### TASK GOAL
Could you copy every line of the data that contains the word "Commands"?

Collected data:
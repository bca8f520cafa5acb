//! IMAP over TCP, optionally wrapped in TLS.

use std::io::{Read, Write};
use std::net::{SocketAddr, TcpStream, ToSocketAddrs};
use std::time::Duration;

use tracing::debug;

use super::{Connector, MailboxSession, ProtocolResult};
use crate::error::{MailError, ProtocolError, Result};

/// Connection parameters for one IMAP account.
#[derive(Clone)]
pub struct ImapConnector {
    pub host: String,
    pub port: u16,
    pub secure: bool,
    pub verify_cert: bool,
    pub user: String,
    pub password: String,
    /// Applied to connect, read and write on the socket. Bounds how long an
    /// in-flight command can delay a stop request.
    pub timeout: Duration,
}

impl std::fmt::Debug for ImapConnector {
    fn fmt(&self, f: &mut std::fmt::Formatter<'_>) -> std::fmt::Result {
        f.debug_struct("ImapConnector")
            .field("host", &self.host)
            .field("port", &self.port)
            .field("secure", &self.secure)
            .field("verify_cert", &self.verify_cert)
            .field("user", &self.user)
            .finish_non_exhaustive()
    }
}

impl ImapConnector {
    /// Resolve the server address once at startup.
    ///
    /// An unresolvable host is a configuration problem rather than a
    /// transient failure, so it is reported as [`MailError::Config`].
    pub fn preflight(&self) -> Result<SocketAddr> {
        self.resolve().map_err(|e| {
            MailError::Config(format!("cannot resolve {}: {e}", self.endpoint()))
        })
    }

    fn resolve(&self) -> ProtocolResult<SocketAddr> {
        (self.host.as_str(), self.port)
            .to_socket_addrs()?
            .next()
            .ok_or_else(|| ProtocolError::new("host resolved to no addresses"))
    }

    fn open_tcp(&self) -> ProtocolResult<TcpStream> {
        let addr = self.resolve()?;
        let tcp = TcpStream::connect_timeout(&addr, self.timeout)?;
        tcp.set_read_timeout(Some(self.timeout))?;
        tcp.set_write_timeout(Some(self.timeout))?;
        Ok(tcp)
    }

    fn login<T: Read + Write>(&self, stream: T) -> ProtocolResult<::imap::Session<T>> {
        let mut client = ::imap::Client::new(stream);
        client.read_greeting()?;
        client
            .login(&self.user, &self.password)
            .map_err(|(e, _client)| ProtocolError::new(format!("login failed: {e}")))
    }
}

impl Connector for ImapConnector {
    type Session = Box<dyn MailboxSession + Send>;

    fn connect(&self) -> ProtocolResult<Self::Session> {
        let tcp = self.open_tcp()?;

        if self.secure {
            let tls = native_tls::TlsConnector::builder()
                .danger_accept_invalid_certs(!self.verify_cert)
                .danger_accept_invalid_hostnames(!self.verify_cert)
                .build()?;
            let stream = tls
                .connect(&self.host, tcp)
                .map_err(|e| ProtocolError::new(format!("TLS handshake failed: {e}")))?;
            let session = self.login(stream)?;
            debug!(endpoint = %self.endpoint(), "Logged in over TLS");
            Ok(Box::new(session))
        } else {
            let session = self.login(tcp)?;
            debug!(endpoint = %self.endpoint(), "Logged in without TLS");
            Ok(Box::new(session))
        }
    }

    fn endpoint(&self) -> String {
        format!("{}:{}", self.host, self.port)
    }
}

impl<T: Read + Write> MailboxSession for ::imap::Session<T> {
    fn select_mailbox(&mut self, mailbox: &str) -> ProtocolResult<()> {
        self.select(mailbox)?;
        Ok(())
    }

    fn search_unseen(&mut self) -> ProtocolResult<Vec<u32>> {
        Ok(self.uid_search("UNSEEN")?.into_iter().collect())
    }

    fn fetch_raw(&mut self, uid: u32) -> ProtocolResult<Option<Vec<u8>>> {
        let fetches = self.uid_fetch(uid.to_string(), "(UID BODY.PEEK[])")?;
        let body = fetches
            .iter()
            .find(|f| f.uid == Some(uid))
            .or_else(|| fetches.iter().next())
            .and_then(|f| f.body())
            .map(<[u8]>::to_vec);
        Ok(body)
    }

    fn add_flags(&mut self, uid_set: &str, flags: &str) -> ProtocolResult<()> {
        self.uid_store(uid_set, format!("+FLAGS.SILENT ({flags})"))?;
        Ok(())
    }

    fn expunge(&mut self) -> ProtocolResult<()> {
        ::imap::Session::expunge(self)?;
        Ok(())
    }

    fn noop(&mut self) -> ProtocolResult<()> {
        ::imap::Session::noop(self)?;
        Ok(())
    }

    fn logout(&mut self) -> ProtocolResult<()> {
        ::imap::Session::logout(self)?;
        Ok(())
    }
}

#[cfg(test)]
mod tests {
    use super::*;

    fn connector(host: &str) -> ImapConnector {
        ImapConnector {
            host: host.to_string(),
            port: 993,
            secure: true,
            verify_cert: true,
            user: "logstash".into(),
            password: "secret".into(),
            timeout: Duration::from_secs(5),
        }
    }

    #[test]
    fn test_endpoint() {
        assert_eq!(connector("imap.example.com").endpoint(), "imap.example.com:993");
    }

    #[test]
    fn test_debug_hides_password() {
        let rendered = format!("{:?}", connector("localhost"));
        assert!(rendered.contains("localhost"));
        assert!(!rendered.contains("secret"));
    }

    #[test]
    fn test_preflight_resolves_literal_address() {
        let addr = connector("127.0.0.1").preflight().unwrap();
        assert_eq!(addr.port(), 993);
    }

    #[test]
    fn test_preflight_rejects_unresolvable_host() {
        let result = connector("no such host.invalid").preflight();
        assert!(matches!(result, Err(MailError::Config(_))));
    }
}
//! CLI entry point for `mailpoll`.

use std::path::{Path, PathBuf};

use anyhow::Context;
use clap::{CommandFactory, Parser, Subcommand};

use mailpoll::config::{self, Config, GeneralConfig};
use mailpoll::parser::decoder::{DecodeOptions, MailDecoder};
use mailpoll::parser::eml;
use mailpoll::poller::sink::JsonLinesSink;
use mailpoll::poller::{PollLoop, StopSignal};

#[derive(Parser)]
#[command(name = "mailpoll", version, about = "Poll an IMAP mailbox and emit messages as JSON events")]
struct Cli {
    #[command(subcommand)]
    command: Commands,

    /// Config file (defaults to $MAILPOLL_CONFIG, then the user config dir)
    #[arg(short, long, global = true, value_name = "FILE")]
    config: Option<PathBuf>,

    /// Verbose logging (-v info, -vv debug, -vvv trace)
    #[arg(short, long, global = true, action = clap::ArgAction::Count)]
    verbose: u8,
}

#[derive(Subcommand)]
enum Commands {
    /// Poll the configured mailbox until interrupted
    Run,
    /// Decode a local .eml file and print its event
    Decode {
        path: PathBuf,
        /// Content type of the body part
        #[arg(long, default_value = "text/plain")]
        content_type: String,
        /// Include attachment contents
        #[arg(long)]
        save_attachments: bool,
        /// Keep header names as written
        #[arg(long)]
        keep_header_case: bool,
        /// Pretty-print the JSON
        #[arg(long)]
        pretty: bool,
    },
    /// Generate shell completions
    Completions {
        #[arg(value_enum)]
        shell: clap_complete::Shell,
    },
}

fn main() -> anyhow::Result<()> {
    let cli = Cli::parse();

    // Only polling needs a config file
    let config = match cli.command {
        Commands::Run => {
            let path = config::resolve_config_path(cli.config.as_deref())?;
            Some((config::load_config(Some(&path))?, path))
        }
        _ => None,
    };

    let general = config
        .as_ref()
        .map(|(c, _)| c.general.clone())
        .unwrap_or_default();
    let log_level = match cli.verbose {
        0 => general.log_level.as_str(),
        1 => "info",
        2 => "debug",
        _ => "trace",
    };
    setup_logging(log_level, &general);
    if let Some((_, path)) = &config {
        tracing::info!(path = %path.display(), "Loaded config");
    }

    match cli.command {
        Commands::Run => match config {
            Some((cfg, _)) => cmd_run(&cfg),
            None => anyhow::bail!("no configuration loaded"),
        },
        Commands::Decode {
            path,
            content_type,
            save_attachments,
            keep_header_case,
            pretty,
        } => {
            let options = DecodeOptions {
                content_type,
                save_attachments,
                lowercase_headers: !keep_header_case,
            };
            cmd_decode(&path, options, pretty)
        }
        Commands::Completions { shell } => cmd_completions(shell),
    }
}

/// Set up tracing with stderr output and optional file logging.
///
/// Stdout is reserved for events.
fn setup_logging(level: &str, general: &GeneralConfig) {
    use tracing_subscriber::layer::SubscriberExt;
    use tracing_subscriber::util::SubscriberInitExt;

    let env_filter = tracing_subscriber::EnvFilter::try_from_default_env()
        .unwrap_or_else(|_| tracing_subscriber::EnvFilter::new(level));

    let stderr_layer = tracing_subscriber::fmt::layer().with_writer(std::io::stderr);

    let file_target = general.log_file.as_deref().and_then(|path| {
        let dir = path.parent().filter(|d| !d.as_os_str().is_empty()).unwrap_or(Path::new("."));
        let name = path.file_name()?;
        std::fs::create_dir_all(dir).ok()?;
        Some((dir.to_path_buf(), name.to_os_string()))
    });

    if let Some((dir, name)) = file_target {
        let file_appender = tracing_appender::rolling::never(dir, name);
        let file_layer = tracing_subscriber::fmt::layer()
            .with_ansi(false)
            .with_writer(file_appender);

        tracing_subscriber::registry()
            .with(env_filter)
            .with(stderr_layer)
            .with(file_layer)
            .init();
    } else {
        tracing_subscriber::registry()
            .with(env_filter)
            .with(stderr_layer)
            .init();
    }
}

/// Poll until Ctrl-C or SIGTERM.
fn cmd_run(cfg: &Config) -> anyhow::Result<()> {
    let connector = cfg.connector();
    let addr = connector.preflight()?;
    tracing::debug!(%addr, "Resolved server address");

    let stop = StopSignal::new();
    let handler_stop = stop.clone();
    ctrlc::set_handler(move || {
        tracing::info!("Stop requested");
        handler_stop.stop();
    })
    .context("installing signal handler")?;

    let sink = JsonLinesSink::new(std::io::stdout());
    let decoder = MailDecoder::new(cfg.decode_options());
    let mut poller = PollLoop::new(connector, decoder, sink, cfg.poll_options(), stop);
    let summary = poller.run();

    tracing::info!(
        cycles = summary.cycles,
        emitted = summary.emitted,
        skipped = summary.skipped,
        flag_failures = summary.flag_failures,
        "Finished"
    );
    Ok(())
}

/// Decode one file and print the event to stdout.
fn cmd_decode(path: &Path, options: DecodeOptions, pretty: bool) -> anyhow::Result<()> {
    let decoder = MailDecoder::new(options);
    let event = eml::decode_eml(path, &decoder)?;
    let json = if pretty {
        serde_json::to_string_pretty(&event)?
    } else {
        event.to_json()?
    };
    println!("{json}");
    Ok(())
}

/// Generate shell completions and print to stdout.
fn cmd_completions(shell: clap_complete::Shell) -> anyhow::Result<()> {
    let mut cmd = Cli::command();
    clap_complete::generate(shell, &mut cmd, "mailpoll", &mut std::io::stdout());
    Ok(())
}
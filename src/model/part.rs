//! MIME content tree.
//!
//! A message body is either a single leaf or a multipart node holding an
//! ordered list of children. Body selection and attachment collection are two
//! separate depth-first walks over the same tree.

use base64::engine::general_purpose::STANDARD;
use base64::Engine;

/// Line length for re-encoded base64 attachment data (45 input bytes per line).
const BASE64_LINE_LEN: usize = 60;

/// The `Content-Transfer-Encoding` declared by a part.
#[derive(Debug, Clone, Copy, PartialEq, Eq)]
pub enum TransferEncoding {
    SevenBit,
    EightBit,
    Binary,
    QuotedPrintable,
    Base64,
}

impl TransferEncoding {
    /// Parse a header value. Missing or unknown values mean `7bit` (RFC 2045 §6.1).
    pub fn from_header(value: Option<&str>) -> Self {
        match value.map(|v| v.trim().to_ascii_lowercase()).as_deref() {
            Some("8bit") => Self::EightBit,
            Some("binary") => Self::Binary,
            Some("quoted-printable") => Self::QuotedPrintable,
            Some("base64") => Self::Base64,
            _ => Self::SevenBit,
        }
    }

    /// Whether the transport form of this encoding is plain text.
    pub fn is_text_safe(self) -> bool {
        matches!(self, Self::SevenBit | Self::QuotedPrintable)
    }
}

/// A leaf part with its content already transfer-decoded.
#[derive(Debug, Clone, PartialEq)]
pub struct LeafPart {
    /// Lower-case `type/subtype`.
    pub content_type: String,
    pub transfer_encoding: TransferEncoding,
    /// Decoded content (text parts are UTF-8).
    pub content: Vec<u8>,
    /// From `Content-Disposition: filename` or `Content-Type: name`.
    pub filename: Option<String>,
}

impl LeafPart {
    pub fn text(&self) -> String {
        String::from_utf8_lossy(&self.content).into_owned()
    }

    /// Attachment payload for persistence.
    ///
    /// Text-safe parts keep their decoded text; everything else is
    /// re-encoded as base64 with CRLF-terminated lines.
    pub fn attachment_data(&self) -> String {
        if self.transfer_encoding.is_text_safe() {
            self.text()
        } else {
            base64_crlf(&self.content)
        }
    }
}

/// A node of the MIME tree.
#[derive(Debug, Clone, PartialEq)]
pub enum Part {
    Leaf(LeafPart),
    Multipart(Vec<Part>),
}

impl Part {
    /// Pick the part that provides the event body.
    ///
    /// A single-part message is its own body whatever its content type.
    /// In a multipart tree the first leaf, depth-first, whose content type
    /// equals `content_type` (ASCII case-insensitive) wins.
    pub fn select_body(&self, content_type: &str) -> Option<&LeafPart> {
        match self {
            Part::Leaf(leaf) => Some(leaf),
            Part::Multipart(children) => children
                .iter()
                .find_map(|child| child.find_leaf(content_type)),
        }
    }

    fn find_leaf(&self, content_type: &str) -> Option<&LeafPart> {
        match self {
            Part::Leaf(leaf) if leaf.content_type.eq_ignore_ascii_case(content_type) => {
                Some(leaf)
            }
            Part::Leaf(_) => None,
            Part::Multipart(children) => children
                .iter()
                .find_map(|child| child.find_leaf(content_type)),
        }
    }

    /// Collect every named leaf except `body`, in depth-first order.
    pub fn attachments<'a>(&'a self, body: Option<&LeafPart>) -> Vec<&'a LeafPart> {
        let mut found = Vec::new();
        self.collect_attachments(body, &mut found);
        found
    }

    fn collect_attachments<'a>(&'a self, body: Option<&LeafPart>, out: &mut Vec<&'a LeafPart>) {
        match self {
            Part::Leaf(leaf) => {
                let is_body = body.is_some_and(|b| std::ptr::eq(b, leaf));
                if !is_body && leaf.filename.is_some() {
                    out.push(leaf);
                }
            }
            Part::Multipart(children) => {
                for child in children {
                    child.collect_attachments(body, out);
                }
            }
        }
    }
}

/// Base64 with lines of at most 60 characters, each ending in CRLF.
pub fn base64_crlf(data: &[u8]) -> String {
    let encoded = STANDARD.encode(data);
    let mut out = String::with_capacity(encoded.len() + encoded.len() / BASE64_LINE_LEN * 2 + 2);
    // base64 output is ASCII, so byte chunks are valid str slices
    for line in encoded.as_bytes().chunks(BASE64_LINE_LEN) {
        out.push_str(&String::from_utf8_lossy(line));
        out.push_str("\r\n");
    }
    out
}

#[cfg(test)]
mod tests {
    use super::*;

    fn leaf(ct: &str, name: Option<&str>, body: &str) -> Part {
        Part::Leaf(LeafPart {
            content_type: ct.to_string(),
            transfer_encoding: TransferEncoding::SevenBit,
            content: body.as_bytes().to_vec(),
            filename: name.map(String::from),
        })
    }

    #[test]
    fn test_single_part_is_body_regardless_of_type() {
        let tree = leaf("application/json", None, "{}");
        assert_eq!(tree.select_body("text/plain").unwrap().text(), "{}");
        assert!(tree.attachments(tree.select_body("text/plain")).is_empty());
    }

    #[test]
    fn test_select_first_matching_depth_first() {
        let tree = Part::Multipart(vec![
            Part::Multipart(vec![
                leaf("text/plain", None, "plain"),
                leaf("text/html", None, "<p>html</p>"),
            ]),
            leaf("text/plain", Some("notes.txt"), "second"),
        ]);
        assert_eq!(tree.select_body("text/plain").unwrap().text(), "plain");
        assert_eq!(tree.select_body("TEXT/HTML").unwrap().text(), "<p>html</p>");
        assert!(tree.select_body("image/png").is_none());
    }

    #[test]
    fn test_attachments_exclude_selected_body() {
        let tree = Part::Multipart(vec![
            leaf("text/plain", None, "plain"),
            leaf("text/html", Some("page.html"), "<p/>"),
            leaf("image/png", Some("image.png"), "x"),
        ]);

        let body = tree.select_body("text/plain");
        let names: Vec<_> = tree
            .attachments(body)
            .iter()
            .map(|a| a.filename.clone().unwrap())
            .collect();
        assert_eq!(names, ["page.html", "image.png"]);

        let body = tree.select_body("text/html");
        let names: Vec<_> = tree
            .attachments(body)
            .iter()
            .map(|a| a.filename.clone().unwrap())
            .collect();
        assert_eq!(names, ["image.png"]);
    }

    #[test]
    fn test_unnamed_unmatched_parts_are_ignored() {
        let tree = Part::Multipart(vec![
            leaf("application/octet-stream", None, "x"),
            leaf("text/html", None, "<p/>"),
        ]);
        let body = tree.select_body("text/plain");
        assert!(body.is_none());
        assert!(tree.attachments(body).is_empty());
    }

    #[test]
    fn test_transfer_encoding_from_header() {
        assert_eq!(TransferEncoding::from_header(None), TransferEncoding::SevenBit);
        assert_eq!(
            TransferEncoding::from_header(Some(" Base64 ")),
            TransferEncoding::Base64
        );
        assert_eq!(
            TransferEncoding::from_header(Some("8BIT")),
            TransferEncoding::EightBit
        );
        assert!(TransferEncoding::QuotedPrintable.is_text_safe());
        assert!(!TransferEncoding::Binary.is_text_safe());
    }

    #[test]
    fn test_base64_crlf_wraps_lines() {
        assert_eq!(base64_crlf(b"BCD"), "QkNE\r\n");
        let long = base64_crlf(&[0u8; 120]);
        let lines: Vec<_> = long.split("\r\n").collect();
        assert_eq!(lines[0].len(), 60);
        assert_eq!(lines[1].len(), 60);
        assert_eq!(lines[2].len(), 40);
        assert_eq!(lines[3], "");
        assert_eq!(base64_crlf(b""), "");
    }

    #[test]
    fn test_base64_crlf_line_boundary() {
        // 45 bytes fill exactly one line
        assert_eq!(base64_crlf(&[0x42; 45]).matches("\r\n").count(), 1);
        let two = base64_crlf(&[0x42; 46]);
        assert_eq!(two.split("\r\n").next().map(str::len), Some(60));
        assert_eq!(two.matches("\r\n").count(), 2);
    }

    #[test]
    fn test_attachment_data_by_encoding() {
        let mut part = LeafPart {
            content_type: "text/plain".into(),
            transfer_encoding: TransferEncoding::SevenBit,
            content: "raw text".as_bytes().to_vec(),
            filename: Some("a.data".into()),
        };
        assert_eq!(part.attachment_data(), "raw text");
        part.transfer_encoding = TransferEncoding::Base64;
        assert_eq!(part.attachment_data(), "cmF3IHRleHQ=\r\n");
    }
}
//! Application configuration.
//!
//! Configuration is loaded from a TOML file at:
//! 1. the path given on the command line
//! 2. `$MAILPOLL_CONFIG` (environment variable)
//! 3. `~/.config/mailpoll/config.toml` (Linux/macOS)
//!    `%APPDATA%\mailpoll\config.toml` (Windows)
//!
//! Unlike a viewer, the poller cannot run on defaults alone: the server
//! section has no usable default host or user, so a missing or invalid
//! file is an error.

use std::path::{Path, PathBuf};
use std::time::Duration;

use serde::{Deserialize, Serialize};

use crate::error::{MailError, Result};
use crate::parser::decoder::DecodeOptions;
use crate::poller::PollOptions;
use crate::session::transport::ImapConnector;

/// Top-level configuration.
#[derive(Debug, Clone, Default, Serialize, Deserialize)]
#[serde(default)]
pub struct Config {
    /// Logging settings.
    pub general: GeneralConfig,
    /// Server address and credentials.
    pub server: ServerConfig,
    /// Mailbox polling behavior.
    pub mailbox: MailboxConfig,
    /// Message decoding options.
    pub decode: DecodeConfig,
}

/// Logging settings.
#[derive(Debug, Clone, Serialize, Deserialize)]
#[serde(default)]
pub struct GeneralConfig {
    /// Log level: "error", "warn", "info", "debug", "trace".
    pub log_level: String,
    /// Also write logs to this file.
    pub log_file: Option<PathBuf>,
}

/// Server address and credentials.
#[derive(Debug, Clone, Serialize, Deserialize)]
#[serde(default)]
pub struct ServerConfig {
    pub host: String,
    /// Defaults to 993 with TLS and 143 without.
    pub port: Option<u16>,
    /// Wrap the connection in TLS.
    pub secure: bool,
    /// Reject invalid server certificates.
    pub verify_cert: bool,
    pub user: String,
    /// Overridden by `$MAILPOLL_PASSWORD` when set.
    pub password: String,
    /// Connect, read and write timeout for the socket.
    pub timeout_secs: u64,
}

/// Mailbox polling behavior.
#[derive(Debug, Clone, Serialize, Deserialize)]
#[serde(default)]
pub struct MailboxConfig {
    /// Mailbox to select.
    pub folder: String,
    /// Seconds between poll cycles.
    pub check_interval_secs: u64,
    /// UIDs per fetch chunk and per flag-update batch.
    pub fetch_count: usize,
    /// Delete and expunge messages after emitting them.
    pub delete: bool,
    /// Flag messages that failed to decode as processed anyway.
    pub mark_undecodable: bool,
}

/// Message decoding options.
#[derive(Debug, Clone, Serialize, Deserialize)]
#[serde(default)]
pub struct DecodeConfig {
    /// Content type of the part used as the event message.
    pub content_type: String,
    /// Include attachment contents in events.
    pub save_attachments: bool,
    /// Lower-case header names in events.
    pub lowercase_headers: bool,
}

// ── Default implementations ─────────────────────────────────────

impl Default for GeneralConfig {
    fn default() -> Self {
        Self {
            log_level: "info".to_string(),
            log_file: None,
        }
    }
}

impl Default for ServerConfig {
    fn default() -> Self {
        Self {
            host: String::new(),
            port: None,
            secure: true,
            verify_cert: true,
            user: String::new(),
            password: String::new(),
            timeout_secs: 30,
        }
    }
}

impl Default for MailboxConfig {
    fn default() -> Self {
        Self {
            folder: "INBOX".to_string(),
            check_interval_secs: 300,
            fetch_count: 50,
            delete: false,
            mark_undecodable: false,
        }
    }
}

impl Default for DecodeConfig {
    fn default() -> Self {
        Self {
            content_type: "text/plain".to_string(),
            save_attachments: false,
            lowercase_headers: true,
        }
    }
}

// ── Derived settings ────────────────────────────────────────────

impl ServerConfig {
    /// The configured port, or the IMAP default for the chosen transport.
    pub fn effective_port(&self) -> u16 {
        self.port.unwrap_or(if self.secure { 993 } else { 143 })
    }
}

impl Config {
    /// Check the values the poller cannot run without.
    pub fn validate(&self) -> Result<()> {
        if self.server.host.trim().is_empty() {
            return Err(MailError::Config("server.host is required".into()));
        }
        if self.server.user.trim().is_empty() {
            return Err(MailError::Config("server.user is required".into()));
        }
        if self.mailbox.fetch_count == 0 {
            return Err(MailError::Config(
                "mailbox.fetch_count must be at least 1".into(),
            ));
        }
        if self.mailbox.check_interval_secs == 0 {
            return Err(MailError::Config(
                "mailbox.check_interval_secs must be at least 1".into(),
            ));
        }
        if !self.decode.content_type.contains('/') {
            return Err(MailError::Config(format!(
                "decode.content_type '{}' is not a MIME type",
                self.decode.content_type
            )));
        }
        Ok(())
    }

    pub fn decode_options(&self) -> DecodeOptions {
        DecodeOptions {
            content_type: self.decode.content_type.clone(),
            save_attachments: self.decode.save_attachments,
            lowercase_headers: self.decode.lowercase_headers,
        }
    }

    pub fn poll_options(&self) -> PollOptions {
        PollOptions {
            mailbox: self.mailbox.folder.clone(),
            interval: Duration::from_secs(self.mailbox.check_interval_secs),
            batch_size: self.mailbox.fetch_count,
            delete: self.mailbox.delete,
            mark_undecodable: self.mailbox.mark_undecodable,
        }
    }

    pub fn connector(&self) -> ImapConnector {
        ImapConnector {
            host: self.server.host.clone(),
            port: self.server.effective_port(),
            secure: self.server.secure,
            verify_cert: self.server.verify_cert,
            user: self.server.user.clone(),
            password: self.server.password.clone(),
            timeout: Duration::from_secs(self.server.timeout_secs.max(1)),
        }
    }
}

// ── Load ────────────────────────────────────────────────────────

/// The file [`load_config`] reads.
///
/// `explicit` takes precedence over the environment and standard locations.
pub fn resolve_config_path(explicit: Option<&Path>) -> Result<PathBuf> {
    match explicit {
        Some(p) => Ok(p.to_path_buf()),
        None => config_file_path()
            .ok_or_else(|| MailError::Config("could not determine config file path".into())),
    }
}

/// Load and validate the configuration.
///
/// Runs before logging is set up, so it reports only through its result.
pub fn load_config(explicit: Option<&Path>) -> Result<Config> {
    let path = resolve_config_path(explicit)?;
    let contents = std::fs::read_to_string(&path).map_err(|e| MailError::io(&path, e))?;
    let mut cfg = parse_config(&contents)?;

    if let Ok(password) = std::env::var("MAILPOLL_PASSWORD") {
        cfg.server.password = password;
    }

    cfg.validate()?;
    Ok(cfg)
}

/// Parse a TOML document into a [`Config`], filling unset fields with defaults.
pub fn parse_config(contents: &str) -> Result<Config> {
    toml::from_str::<Config>(contents).map_err(|e| MailError::Config(e.to_string()))
}

/// Determine the config file path (checking env var first, then standard dirs).
pub fn config_file_path() -> Option<PathBuf> {
    if let Ok(env_path) = std::env::var("MAILPOLL_CONFIG") {
        return Some(PathBuf::from(env_path));
    }

    dirs::config_dir().map(|d| d.join("mailpoll").join("config.toml"))
}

### ANSWER SPACE
    command: Commands,
enum Commands {
        Commands::Run => {
        Commands::Run => match config {
        Commands::Decode {
        Commands::Completions { shell } => cmd_completions(shell),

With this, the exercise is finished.